## Work order
Read the data, and whenever a line holds the word "isize", report that line.
════
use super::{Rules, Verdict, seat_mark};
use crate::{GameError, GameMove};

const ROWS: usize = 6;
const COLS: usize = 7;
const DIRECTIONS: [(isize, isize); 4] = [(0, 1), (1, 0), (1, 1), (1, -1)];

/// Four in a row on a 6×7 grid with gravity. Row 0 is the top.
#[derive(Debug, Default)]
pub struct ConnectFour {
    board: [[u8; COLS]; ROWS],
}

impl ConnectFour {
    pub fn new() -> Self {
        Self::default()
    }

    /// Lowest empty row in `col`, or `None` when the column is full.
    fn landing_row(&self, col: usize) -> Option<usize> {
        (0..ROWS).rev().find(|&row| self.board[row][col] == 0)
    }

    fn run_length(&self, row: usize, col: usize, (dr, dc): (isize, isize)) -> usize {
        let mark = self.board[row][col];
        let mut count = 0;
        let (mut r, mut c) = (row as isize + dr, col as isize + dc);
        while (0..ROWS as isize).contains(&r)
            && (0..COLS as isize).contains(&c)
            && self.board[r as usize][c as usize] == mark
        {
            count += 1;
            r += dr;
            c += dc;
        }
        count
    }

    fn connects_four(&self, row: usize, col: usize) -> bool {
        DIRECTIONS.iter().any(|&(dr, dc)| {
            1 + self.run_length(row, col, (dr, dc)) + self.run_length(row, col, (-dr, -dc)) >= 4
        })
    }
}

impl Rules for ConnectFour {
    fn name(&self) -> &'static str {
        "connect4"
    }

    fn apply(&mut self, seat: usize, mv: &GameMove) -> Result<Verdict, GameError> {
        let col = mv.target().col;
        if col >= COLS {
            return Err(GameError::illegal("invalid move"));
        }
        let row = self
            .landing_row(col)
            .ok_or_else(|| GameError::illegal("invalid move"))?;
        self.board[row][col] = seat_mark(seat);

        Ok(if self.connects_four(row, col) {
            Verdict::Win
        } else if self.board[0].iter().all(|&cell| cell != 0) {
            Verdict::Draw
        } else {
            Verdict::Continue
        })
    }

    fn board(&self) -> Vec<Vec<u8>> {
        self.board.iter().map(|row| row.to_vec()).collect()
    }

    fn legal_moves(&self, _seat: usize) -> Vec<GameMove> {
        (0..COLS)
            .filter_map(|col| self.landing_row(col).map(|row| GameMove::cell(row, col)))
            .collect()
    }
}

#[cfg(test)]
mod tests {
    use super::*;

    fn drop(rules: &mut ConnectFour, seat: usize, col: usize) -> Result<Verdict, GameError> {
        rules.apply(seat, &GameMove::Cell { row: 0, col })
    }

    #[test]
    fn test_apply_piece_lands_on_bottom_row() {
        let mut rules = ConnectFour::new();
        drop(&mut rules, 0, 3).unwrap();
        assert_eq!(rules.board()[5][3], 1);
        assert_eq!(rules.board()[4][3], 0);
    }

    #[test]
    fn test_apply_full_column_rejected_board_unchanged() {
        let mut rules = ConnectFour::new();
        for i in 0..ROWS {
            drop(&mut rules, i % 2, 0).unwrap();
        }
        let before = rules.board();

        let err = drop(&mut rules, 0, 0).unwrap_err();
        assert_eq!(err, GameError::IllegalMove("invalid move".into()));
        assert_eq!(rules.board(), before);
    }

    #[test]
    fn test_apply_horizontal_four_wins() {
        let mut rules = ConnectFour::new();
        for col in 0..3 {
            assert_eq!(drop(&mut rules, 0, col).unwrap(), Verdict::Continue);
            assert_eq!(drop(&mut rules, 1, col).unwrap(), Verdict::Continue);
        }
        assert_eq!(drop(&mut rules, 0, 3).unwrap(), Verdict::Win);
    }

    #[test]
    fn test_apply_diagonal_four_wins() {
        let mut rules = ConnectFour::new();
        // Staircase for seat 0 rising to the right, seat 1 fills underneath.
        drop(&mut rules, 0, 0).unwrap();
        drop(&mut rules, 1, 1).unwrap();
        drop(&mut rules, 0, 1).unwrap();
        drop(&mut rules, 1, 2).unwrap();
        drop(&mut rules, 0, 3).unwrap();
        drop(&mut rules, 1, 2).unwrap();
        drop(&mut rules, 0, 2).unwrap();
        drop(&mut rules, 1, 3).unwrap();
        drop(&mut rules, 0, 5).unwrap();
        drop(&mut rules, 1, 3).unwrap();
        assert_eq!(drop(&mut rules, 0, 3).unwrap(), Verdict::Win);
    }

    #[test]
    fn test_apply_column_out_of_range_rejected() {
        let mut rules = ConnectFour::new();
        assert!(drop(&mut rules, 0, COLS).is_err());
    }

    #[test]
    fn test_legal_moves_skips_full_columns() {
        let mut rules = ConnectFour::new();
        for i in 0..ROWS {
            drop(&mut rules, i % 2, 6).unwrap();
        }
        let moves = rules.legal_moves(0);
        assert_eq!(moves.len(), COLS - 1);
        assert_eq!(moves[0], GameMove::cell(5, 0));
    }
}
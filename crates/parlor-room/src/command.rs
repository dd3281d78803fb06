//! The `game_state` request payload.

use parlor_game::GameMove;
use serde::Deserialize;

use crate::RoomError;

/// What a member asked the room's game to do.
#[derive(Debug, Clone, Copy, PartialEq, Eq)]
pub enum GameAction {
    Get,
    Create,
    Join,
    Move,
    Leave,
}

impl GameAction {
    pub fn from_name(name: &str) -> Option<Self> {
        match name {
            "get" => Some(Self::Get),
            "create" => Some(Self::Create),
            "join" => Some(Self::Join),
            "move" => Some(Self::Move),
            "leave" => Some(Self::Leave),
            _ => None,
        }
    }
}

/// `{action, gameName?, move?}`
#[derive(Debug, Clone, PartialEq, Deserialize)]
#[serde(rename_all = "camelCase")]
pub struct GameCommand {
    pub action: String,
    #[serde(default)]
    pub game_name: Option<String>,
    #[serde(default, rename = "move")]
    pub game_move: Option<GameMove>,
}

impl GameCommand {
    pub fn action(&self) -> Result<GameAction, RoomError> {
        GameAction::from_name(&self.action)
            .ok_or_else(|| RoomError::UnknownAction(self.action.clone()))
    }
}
════
## Your solution
const DIRECTIONS: [(isize, isize); 4] = [(0, 1), (1, 0), (1, 1), (1, -1)];
    fn run_length(&self, row: usize, col: usize, (dr, dc): (isize, isize)) -> usize {
        let (mut r, mut c) = (row as isize + dr, col as isize + dc);
        while (0..ROWS as isize).contains(&r)
            && (0..COLS as isize).contains(&c)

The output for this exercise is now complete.